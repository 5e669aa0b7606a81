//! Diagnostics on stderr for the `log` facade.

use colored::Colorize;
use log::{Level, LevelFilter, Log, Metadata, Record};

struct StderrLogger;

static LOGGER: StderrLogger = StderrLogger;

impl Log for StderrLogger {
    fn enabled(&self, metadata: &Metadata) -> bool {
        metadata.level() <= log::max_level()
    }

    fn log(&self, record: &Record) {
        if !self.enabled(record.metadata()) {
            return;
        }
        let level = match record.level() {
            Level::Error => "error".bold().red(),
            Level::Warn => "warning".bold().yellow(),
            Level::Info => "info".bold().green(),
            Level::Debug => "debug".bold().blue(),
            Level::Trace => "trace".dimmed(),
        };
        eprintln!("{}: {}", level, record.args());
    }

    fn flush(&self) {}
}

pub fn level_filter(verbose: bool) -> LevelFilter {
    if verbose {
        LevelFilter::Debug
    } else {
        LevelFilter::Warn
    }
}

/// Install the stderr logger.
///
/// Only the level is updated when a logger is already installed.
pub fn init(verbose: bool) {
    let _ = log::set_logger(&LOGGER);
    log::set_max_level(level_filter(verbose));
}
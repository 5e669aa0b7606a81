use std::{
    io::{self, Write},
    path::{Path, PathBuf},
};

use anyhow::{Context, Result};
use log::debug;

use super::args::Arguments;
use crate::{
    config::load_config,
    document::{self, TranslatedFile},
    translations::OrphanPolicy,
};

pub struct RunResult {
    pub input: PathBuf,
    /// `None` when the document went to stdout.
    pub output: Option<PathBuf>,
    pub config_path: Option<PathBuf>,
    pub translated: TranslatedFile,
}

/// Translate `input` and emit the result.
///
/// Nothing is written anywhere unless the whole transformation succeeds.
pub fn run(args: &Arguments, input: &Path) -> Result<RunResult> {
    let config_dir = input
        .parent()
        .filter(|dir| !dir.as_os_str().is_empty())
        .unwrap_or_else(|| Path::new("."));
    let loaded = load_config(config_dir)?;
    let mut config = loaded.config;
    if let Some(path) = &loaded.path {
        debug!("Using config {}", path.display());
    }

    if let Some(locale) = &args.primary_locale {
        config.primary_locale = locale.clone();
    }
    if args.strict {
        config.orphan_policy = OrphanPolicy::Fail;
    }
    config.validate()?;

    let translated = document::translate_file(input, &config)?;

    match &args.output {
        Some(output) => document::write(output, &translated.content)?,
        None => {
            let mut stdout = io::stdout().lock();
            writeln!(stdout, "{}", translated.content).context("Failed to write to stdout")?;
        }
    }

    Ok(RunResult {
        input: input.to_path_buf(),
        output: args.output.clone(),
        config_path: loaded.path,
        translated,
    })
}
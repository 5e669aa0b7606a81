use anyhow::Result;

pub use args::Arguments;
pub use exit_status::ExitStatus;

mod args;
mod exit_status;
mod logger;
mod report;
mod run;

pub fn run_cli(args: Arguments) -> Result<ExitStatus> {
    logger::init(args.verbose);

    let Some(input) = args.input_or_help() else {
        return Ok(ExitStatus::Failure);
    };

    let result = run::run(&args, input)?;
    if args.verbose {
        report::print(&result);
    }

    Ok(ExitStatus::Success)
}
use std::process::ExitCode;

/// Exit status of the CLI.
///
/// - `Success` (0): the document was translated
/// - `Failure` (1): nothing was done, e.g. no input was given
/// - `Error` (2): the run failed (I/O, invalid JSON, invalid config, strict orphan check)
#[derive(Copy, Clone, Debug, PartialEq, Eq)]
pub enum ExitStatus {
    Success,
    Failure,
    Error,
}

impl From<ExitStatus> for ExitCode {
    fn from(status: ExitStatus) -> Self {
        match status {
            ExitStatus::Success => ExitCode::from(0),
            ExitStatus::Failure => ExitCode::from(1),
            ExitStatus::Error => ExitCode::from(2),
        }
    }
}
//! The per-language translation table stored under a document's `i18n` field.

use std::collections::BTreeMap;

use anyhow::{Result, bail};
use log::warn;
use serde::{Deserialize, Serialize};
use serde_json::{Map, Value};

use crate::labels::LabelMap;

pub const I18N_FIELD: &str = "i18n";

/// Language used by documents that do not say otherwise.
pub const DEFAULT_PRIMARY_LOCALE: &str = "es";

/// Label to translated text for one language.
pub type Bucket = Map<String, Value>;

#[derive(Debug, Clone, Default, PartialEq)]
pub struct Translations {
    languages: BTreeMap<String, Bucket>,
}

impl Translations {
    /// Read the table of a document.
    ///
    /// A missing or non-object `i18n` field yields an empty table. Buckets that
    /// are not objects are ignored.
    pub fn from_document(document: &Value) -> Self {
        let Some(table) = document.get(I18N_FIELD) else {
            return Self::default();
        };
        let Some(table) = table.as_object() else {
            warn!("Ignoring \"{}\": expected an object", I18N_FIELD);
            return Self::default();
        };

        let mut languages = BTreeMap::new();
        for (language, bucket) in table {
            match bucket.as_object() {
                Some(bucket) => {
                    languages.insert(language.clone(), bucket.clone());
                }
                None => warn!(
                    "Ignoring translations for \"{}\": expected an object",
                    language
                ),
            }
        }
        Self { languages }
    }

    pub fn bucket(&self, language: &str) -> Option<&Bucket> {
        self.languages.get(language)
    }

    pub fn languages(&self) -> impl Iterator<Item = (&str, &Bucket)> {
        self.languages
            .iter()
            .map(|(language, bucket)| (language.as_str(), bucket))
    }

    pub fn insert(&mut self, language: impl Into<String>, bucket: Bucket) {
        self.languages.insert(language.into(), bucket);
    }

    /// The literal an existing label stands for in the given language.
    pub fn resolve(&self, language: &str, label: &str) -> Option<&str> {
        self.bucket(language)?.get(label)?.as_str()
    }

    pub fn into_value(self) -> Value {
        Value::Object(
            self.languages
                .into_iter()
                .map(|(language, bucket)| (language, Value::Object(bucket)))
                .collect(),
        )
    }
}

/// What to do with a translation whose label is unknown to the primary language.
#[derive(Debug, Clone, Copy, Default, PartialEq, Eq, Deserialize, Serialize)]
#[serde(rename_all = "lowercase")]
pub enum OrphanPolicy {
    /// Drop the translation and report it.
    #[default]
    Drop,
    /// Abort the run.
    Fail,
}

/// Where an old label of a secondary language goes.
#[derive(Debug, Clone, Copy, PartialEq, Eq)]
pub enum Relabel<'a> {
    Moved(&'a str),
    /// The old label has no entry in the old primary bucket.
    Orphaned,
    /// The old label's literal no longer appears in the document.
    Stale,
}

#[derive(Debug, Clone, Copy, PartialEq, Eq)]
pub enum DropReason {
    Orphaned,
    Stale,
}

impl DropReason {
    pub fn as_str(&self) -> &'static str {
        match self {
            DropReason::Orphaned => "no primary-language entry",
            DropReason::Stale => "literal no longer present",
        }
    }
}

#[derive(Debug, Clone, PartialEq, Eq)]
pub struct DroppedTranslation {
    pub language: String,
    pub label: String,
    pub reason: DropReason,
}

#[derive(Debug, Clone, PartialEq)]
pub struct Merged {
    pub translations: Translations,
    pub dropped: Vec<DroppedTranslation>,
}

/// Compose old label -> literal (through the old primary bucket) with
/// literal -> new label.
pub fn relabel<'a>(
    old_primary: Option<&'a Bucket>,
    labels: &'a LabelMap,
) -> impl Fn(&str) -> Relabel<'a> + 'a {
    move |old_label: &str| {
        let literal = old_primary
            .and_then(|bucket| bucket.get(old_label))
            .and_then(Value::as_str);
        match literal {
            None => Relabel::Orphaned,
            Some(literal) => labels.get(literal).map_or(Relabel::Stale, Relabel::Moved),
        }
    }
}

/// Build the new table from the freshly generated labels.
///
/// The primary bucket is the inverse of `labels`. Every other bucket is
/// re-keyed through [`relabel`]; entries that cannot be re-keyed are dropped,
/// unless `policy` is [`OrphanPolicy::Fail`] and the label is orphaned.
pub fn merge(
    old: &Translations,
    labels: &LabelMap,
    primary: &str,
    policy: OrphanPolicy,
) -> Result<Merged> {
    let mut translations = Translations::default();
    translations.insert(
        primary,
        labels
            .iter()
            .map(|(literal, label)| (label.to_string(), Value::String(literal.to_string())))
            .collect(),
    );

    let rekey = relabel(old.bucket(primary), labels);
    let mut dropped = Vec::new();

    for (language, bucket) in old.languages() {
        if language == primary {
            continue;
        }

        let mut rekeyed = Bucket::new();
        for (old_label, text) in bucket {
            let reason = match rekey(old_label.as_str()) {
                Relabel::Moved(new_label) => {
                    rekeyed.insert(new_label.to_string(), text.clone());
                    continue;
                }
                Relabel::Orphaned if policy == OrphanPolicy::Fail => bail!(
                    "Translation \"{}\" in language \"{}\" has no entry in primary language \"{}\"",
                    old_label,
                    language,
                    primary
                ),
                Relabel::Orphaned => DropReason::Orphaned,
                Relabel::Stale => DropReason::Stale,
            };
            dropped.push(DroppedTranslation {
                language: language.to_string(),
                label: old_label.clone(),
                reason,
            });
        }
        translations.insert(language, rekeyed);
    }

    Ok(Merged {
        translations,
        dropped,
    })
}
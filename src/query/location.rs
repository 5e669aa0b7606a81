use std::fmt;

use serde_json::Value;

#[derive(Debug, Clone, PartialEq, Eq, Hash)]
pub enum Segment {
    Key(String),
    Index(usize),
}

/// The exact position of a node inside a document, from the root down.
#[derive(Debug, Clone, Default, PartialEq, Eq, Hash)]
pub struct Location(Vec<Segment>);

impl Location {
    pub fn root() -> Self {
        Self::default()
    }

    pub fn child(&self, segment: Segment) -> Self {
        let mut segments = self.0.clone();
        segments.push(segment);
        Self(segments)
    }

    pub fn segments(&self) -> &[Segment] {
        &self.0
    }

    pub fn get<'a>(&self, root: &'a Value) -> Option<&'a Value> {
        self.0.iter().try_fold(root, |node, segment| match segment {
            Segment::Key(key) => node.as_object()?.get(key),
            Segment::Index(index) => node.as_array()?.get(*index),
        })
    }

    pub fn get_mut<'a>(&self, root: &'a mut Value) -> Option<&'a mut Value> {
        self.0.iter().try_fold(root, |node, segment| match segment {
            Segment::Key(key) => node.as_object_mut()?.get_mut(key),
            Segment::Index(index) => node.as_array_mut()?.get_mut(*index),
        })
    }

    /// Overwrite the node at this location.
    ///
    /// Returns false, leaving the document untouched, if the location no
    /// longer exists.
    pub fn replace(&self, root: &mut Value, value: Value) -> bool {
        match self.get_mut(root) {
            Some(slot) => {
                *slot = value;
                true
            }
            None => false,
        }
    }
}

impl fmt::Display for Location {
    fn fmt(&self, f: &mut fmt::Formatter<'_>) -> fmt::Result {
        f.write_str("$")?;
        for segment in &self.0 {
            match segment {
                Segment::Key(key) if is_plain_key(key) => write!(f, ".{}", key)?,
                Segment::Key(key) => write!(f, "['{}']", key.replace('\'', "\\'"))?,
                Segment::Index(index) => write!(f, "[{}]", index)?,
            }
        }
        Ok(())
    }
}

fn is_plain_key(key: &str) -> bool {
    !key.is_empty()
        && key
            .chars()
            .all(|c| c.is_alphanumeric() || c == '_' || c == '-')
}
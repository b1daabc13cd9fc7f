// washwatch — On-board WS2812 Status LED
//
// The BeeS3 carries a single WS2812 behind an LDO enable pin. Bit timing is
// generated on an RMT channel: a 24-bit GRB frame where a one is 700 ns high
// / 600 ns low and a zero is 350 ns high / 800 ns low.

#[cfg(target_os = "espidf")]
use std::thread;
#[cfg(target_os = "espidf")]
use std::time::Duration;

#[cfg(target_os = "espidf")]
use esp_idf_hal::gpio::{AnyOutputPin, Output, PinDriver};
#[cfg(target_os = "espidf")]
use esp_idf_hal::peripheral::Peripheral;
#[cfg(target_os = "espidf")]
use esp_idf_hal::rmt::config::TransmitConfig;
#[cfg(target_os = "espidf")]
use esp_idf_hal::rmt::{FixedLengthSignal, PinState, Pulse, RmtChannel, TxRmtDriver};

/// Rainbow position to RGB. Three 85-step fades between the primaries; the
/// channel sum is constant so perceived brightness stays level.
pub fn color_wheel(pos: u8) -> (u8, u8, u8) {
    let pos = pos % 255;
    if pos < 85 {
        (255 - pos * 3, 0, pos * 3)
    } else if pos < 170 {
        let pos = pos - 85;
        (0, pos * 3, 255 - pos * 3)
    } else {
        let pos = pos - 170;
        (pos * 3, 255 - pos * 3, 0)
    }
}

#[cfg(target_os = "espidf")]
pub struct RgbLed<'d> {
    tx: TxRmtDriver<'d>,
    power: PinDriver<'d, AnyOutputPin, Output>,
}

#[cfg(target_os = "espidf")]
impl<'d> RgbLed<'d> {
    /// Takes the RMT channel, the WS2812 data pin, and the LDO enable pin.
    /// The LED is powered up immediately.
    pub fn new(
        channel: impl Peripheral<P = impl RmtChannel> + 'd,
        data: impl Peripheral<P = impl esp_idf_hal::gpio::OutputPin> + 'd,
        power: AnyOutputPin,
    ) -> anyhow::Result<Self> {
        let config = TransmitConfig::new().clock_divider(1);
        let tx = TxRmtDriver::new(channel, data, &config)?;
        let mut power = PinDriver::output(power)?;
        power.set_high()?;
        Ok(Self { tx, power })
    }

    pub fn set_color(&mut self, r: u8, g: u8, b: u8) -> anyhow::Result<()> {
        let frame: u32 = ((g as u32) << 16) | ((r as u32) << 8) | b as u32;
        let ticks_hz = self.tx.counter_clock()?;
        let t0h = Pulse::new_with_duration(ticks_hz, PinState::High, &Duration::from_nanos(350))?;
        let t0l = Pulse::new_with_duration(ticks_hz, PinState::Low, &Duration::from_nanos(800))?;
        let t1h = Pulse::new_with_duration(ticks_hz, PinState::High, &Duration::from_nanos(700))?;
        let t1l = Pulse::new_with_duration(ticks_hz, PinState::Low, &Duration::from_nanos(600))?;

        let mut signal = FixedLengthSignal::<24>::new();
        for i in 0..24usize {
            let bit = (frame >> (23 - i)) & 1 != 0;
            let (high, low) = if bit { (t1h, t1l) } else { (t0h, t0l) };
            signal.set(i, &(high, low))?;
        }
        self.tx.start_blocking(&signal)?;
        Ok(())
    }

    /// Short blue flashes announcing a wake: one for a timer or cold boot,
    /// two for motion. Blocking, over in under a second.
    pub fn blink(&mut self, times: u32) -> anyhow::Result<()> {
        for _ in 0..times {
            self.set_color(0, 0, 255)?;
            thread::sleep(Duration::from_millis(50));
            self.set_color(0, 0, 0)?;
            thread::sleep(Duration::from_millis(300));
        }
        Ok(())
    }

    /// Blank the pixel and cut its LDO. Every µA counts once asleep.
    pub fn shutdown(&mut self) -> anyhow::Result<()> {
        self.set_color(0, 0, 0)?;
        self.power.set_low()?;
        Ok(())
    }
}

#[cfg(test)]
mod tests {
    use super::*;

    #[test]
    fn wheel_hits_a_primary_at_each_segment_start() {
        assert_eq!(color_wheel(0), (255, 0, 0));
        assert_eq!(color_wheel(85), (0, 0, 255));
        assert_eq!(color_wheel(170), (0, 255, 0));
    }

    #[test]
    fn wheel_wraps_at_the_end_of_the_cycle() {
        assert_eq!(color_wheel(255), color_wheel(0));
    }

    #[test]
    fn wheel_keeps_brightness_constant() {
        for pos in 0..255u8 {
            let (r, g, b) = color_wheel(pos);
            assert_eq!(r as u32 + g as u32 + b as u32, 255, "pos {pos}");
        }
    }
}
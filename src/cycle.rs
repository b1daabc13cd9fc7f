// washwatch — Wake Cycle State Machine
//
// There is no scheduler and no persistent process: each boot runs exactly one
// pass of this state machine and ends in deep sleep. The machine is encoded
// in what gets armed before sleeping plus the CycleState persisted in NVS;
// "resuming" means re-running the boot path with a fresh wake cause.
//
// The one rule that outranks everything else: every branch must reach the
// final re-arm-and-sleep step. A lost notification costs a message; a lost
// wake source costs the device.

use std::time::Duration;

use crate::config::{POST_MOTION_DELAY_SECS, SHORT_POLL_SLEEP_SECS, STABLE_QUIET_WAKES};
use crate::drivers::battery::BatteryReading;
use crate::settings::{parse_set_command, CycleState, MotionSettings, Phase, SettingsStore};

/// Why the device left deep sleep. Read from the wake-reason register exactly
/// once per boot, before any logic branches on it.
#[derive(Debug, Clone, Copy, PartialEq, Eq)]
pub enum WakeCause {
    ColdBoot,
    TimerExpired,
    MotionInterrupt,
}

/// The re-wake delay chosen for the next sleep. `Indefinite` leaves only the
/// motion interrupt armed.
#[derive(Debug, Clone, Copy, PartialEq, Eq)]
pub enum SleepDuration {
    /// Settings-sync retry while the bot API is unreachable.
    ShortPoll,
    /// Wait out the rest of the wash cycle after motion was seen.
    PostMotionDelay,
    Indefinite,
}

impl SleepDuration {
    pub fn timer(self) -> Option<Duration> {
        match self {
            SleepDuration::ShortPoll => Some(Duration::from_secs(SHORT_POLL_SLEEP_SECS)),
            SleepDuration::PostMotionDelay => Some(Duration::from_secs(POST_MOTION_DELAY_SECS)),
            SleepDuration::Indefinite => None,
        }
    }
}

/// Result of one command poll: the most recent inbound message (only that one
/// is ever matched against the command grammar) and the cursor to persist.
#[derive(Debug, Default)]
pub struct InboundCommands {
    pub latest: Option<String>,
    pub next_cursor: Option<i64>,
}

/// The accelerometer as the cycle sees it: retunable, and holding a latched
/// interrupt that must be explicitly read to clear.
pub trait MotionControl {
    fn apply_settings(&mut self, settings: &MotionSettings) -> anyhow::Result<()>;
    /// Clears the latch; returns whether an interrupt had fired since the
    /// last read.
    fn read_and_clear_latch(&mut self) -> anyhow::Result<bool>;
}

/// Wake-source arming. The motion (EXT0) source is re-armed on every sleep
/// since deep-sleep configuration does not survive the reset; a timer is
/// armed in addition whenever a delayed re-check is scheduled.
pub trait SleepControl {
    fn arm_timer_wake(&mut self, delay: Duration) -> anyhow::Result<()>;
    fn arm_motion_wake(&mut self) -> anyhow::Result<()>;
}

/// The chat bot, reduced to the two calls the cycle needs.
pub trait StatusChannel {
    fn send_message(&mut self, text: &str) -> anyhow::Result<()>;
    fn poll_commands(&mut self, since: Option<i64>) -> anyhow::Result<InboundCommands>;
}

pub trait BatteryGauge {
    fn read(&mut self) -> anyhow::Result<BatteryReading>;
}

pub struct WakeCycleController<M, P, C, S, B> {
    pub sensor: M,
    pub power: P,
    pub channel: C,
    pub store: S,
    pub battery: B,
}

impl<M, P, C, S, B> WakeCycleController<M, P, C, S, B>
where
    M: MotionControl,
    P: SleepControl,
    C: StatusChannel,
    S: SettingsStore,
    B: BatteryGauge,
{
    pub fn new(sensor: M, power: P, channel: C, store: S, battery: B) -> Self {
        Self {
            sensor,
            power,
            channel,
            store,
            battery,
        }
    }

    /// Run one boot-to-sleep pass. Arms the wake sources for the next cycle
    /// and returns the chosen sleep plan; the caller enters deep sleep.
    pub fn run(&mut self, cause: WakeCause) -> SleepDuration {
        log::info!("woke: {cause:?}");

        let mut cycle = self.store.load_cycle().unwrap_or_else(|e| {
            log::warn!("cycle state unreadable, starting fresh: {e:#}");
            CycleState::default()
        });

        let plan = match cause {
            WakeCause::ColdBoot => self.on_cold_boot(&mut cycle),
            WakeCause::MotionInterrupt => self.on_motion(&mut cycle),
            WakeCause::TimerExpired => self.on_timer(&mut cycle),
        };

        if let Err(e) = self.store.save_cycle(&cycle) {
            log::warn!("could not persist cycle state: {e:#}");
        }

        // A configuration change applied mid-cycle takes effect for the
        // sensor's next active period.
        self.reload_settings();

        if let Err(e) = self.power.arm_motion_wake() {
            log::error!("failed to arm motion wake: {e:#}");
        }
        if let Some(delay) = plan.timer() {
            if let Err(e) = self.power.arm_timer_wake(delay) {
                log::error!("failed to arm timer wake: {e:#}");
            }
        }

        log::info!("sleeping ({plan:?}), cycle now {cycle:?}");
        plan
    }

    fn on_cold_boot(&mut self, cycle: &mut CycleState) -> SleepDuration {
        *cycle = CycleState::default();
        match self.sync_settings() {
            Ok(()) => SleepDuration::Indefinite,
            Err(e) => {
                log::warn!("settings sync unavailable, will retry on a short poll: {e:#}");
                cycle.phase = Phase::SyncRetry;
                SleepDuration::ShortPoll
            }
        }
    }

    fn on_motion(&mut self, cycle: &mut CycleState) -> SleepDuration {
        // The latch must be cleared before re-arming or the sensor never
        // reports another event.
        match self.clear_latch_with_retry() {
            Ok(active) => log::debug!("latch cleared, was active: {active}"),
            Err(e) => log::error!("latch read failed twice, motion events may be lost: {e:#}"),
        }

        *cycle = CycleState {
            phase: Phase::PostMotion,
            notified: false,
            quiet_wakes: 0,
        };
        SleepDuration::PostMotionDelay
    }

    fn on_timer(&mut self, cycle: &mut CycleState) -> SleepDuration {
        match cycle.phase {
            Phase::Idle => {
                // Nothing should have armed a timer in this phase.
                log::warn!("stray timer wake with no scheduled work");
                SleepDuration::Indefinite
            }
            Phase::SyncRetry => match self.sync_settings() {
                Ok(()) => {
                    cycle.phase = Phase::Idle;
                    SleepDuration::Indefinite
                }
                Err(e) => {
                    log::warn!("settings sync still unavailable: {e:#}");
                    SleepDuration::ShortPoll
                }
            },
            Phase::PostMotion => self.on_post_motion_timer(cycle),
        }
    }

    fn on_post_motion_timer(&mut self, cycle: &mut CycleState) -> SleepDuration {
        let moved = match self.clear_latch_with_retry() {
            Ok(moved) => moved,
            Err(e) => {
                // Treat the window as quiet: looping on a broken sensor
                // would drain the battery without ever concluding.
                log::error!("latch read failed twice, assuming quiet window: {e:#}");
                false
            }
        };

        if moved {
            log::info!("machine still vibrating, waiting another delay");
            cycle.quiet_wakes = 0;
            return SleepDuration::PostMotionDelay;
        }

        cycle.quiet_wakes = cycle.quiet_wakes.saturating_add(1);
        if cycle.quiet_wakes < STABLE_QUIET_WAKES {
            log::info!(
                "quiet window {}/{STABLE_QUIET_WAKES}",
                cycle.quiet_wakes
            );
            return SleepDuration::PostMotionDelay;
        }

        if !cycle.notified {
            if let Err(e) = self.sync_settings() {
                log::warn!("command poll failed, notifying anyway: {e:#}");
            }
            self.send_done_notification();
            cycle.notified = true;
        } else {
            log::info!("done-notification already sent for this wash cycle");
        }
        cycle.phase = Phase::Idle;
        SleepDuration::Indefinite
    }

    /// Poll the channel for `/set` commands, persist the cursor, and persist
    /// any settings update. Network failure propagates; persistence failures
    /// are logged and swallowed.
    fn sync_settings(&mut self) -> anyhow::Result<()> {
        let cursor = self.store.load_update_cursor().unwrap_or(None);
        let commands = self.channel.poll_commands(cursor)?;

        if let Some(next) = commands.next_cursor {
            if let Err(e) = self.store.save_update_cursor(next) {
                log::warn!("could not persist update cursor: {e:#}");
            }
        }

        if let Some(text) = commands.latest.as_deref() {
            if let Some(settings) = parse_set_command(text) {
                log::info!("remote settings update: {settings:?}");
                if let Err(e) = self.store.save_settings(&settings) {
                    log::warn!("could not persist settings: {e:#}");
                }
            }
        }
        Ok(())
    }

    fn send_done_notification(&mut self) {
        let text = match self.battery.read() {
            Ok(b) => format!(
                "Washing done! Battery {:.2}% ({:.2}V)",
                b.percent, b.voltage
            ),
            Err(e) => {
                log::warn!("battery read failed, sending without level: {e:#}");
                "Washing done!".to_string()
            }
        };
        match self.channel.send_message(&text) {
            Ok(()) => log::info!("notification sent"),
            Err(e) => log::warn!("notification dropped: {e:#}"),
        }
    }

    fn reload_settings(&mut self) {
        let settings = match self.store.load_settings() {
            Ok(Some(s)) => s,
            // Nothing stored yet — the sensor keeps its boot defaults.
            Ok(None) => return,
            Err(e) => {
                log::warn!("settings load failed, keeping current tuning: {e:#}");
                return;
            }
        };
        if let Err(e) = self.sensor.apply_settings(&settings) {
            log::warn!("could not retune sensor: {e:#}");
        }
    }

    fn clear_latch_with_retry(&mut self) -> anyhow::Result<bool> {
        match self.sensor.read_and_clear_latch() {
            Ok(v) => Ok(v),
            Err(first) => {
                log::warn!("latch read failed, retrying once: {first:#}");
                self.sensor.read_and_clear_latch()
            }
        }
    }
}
━━━━━━━━
WHAT THE TASK ASKS: Identify each line of the material where the word "DroppedTranslation" shows up, and copy it.

EXERCISE RESULT:
pub struct DroppedTranslation {
    pub dropped: Vec<DroppedTranslation>,
            dropped.push(DroppedTranslation {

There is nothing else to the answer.